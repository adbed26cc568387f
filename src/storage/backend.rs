use tracing::info;

use crate::core::config::{CacheConfig, StorageConfig};
use crate::core::error::{ConfigError, StorageError};
use crate::core::types::{MediaId, MediaObject, NewMediaObject};

use super::cache::CachedMediaStore;
use super::fs::FsMediaStore;
use super::memory::InMemoryMediaStore;
use super::MediaStore;

/// The storage handle the server runs with, chosen from configuration.
///
/// Constructed once in `main`, shared through `AppState`, and closed during
/// shutdown.
pub enum StoreBackend {
    Memory(InMemoryMediaStore),
    Filesystem(CachedMediaStore<FsMediaStore>),
}

impl StoreBackend {
    /// Build the backend named by `storage.backend`.
    pub async fn from_config(
        storage: &StorageConfig,
        cache: &CacheConfig,
    ) -> anyhow::Result<Self> {
        let backend = match storage.backend.as_str() {
            "memory" => StoreBackend::Memory(InMemoryMediaStore::new()),
            "filesystem" => {
                let fs = FsMediaStore::open(&storage.root).await?;
                StoreBackend::Filesystem(CachedMediaStore::new(fs, cache))
            }
            other => {
                return Err(ConfigError::UnknownBackend {
                    backend: other.to_string(),
                }
                .into())
            }
        };
        info!(backend = backend.name(), "storage backend initialized");
        Ok(backend)
    }

    pub fn name(&self) -> &'static str {
        match self {
            StoreBackend::Memory(_) => "memory",
            StoreBackend::Filesystem(_) => "filesystem",
        }
    }

    /// Release in-process resources held by the backend.
    ///
    /// Files written by the filesystem backend are already durable (every
    /// create renames into place before returning), so only the read cache
    /// is dropped here.
    pub async fn shutdown(&self) {
        match self {
            StoreBackend::Memory(store) => {
                let count = store.object_count().await;
                store.clear().await;
                info!(objects_dropped = count, "in-memory store closed");
            }
            StoreBackend::Filesystem(store) => {
                let cached = store.entry_count();
                store.clear();
                info!(
                    root = %store.inner().root().display(),
                    cache_entries_dropped = cached,
                    "filesystem store closed"
                );
            }
        }
    }
}

impl MediaStore for StoreBackend {
    async fn get_by_id(&self, id: MediaId) -> Result<Option<MediaObject>, StorageError> {
        match self {
            StoreBackend::Memory(store) => store.get_by_id(id).await,
            StoreBackend::Filesystem(store) => store.get_by_id(id).await,
        }
    }

    async fn create(&self, object: NewMediaObject) -> Result<MediaObject, StorageError> {
        match self {
            StoreBackend::Memory(store) => store.create(object).await,
            StoreBackend::Filesystem(store) => store.create(object).await,
        }
    }
}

————

→ **WHAT TO PRODUCE**:
Every line above that holds the word "core" is to be found and copied.

→ **TASK SOLUTION**:
use crate::core::config::{CacheConfig, StorageConfig};
use crate::core::error::{ConfigError, StorageError};
use crate::core::types::{MediaId, MediaObject, NewMediaObject};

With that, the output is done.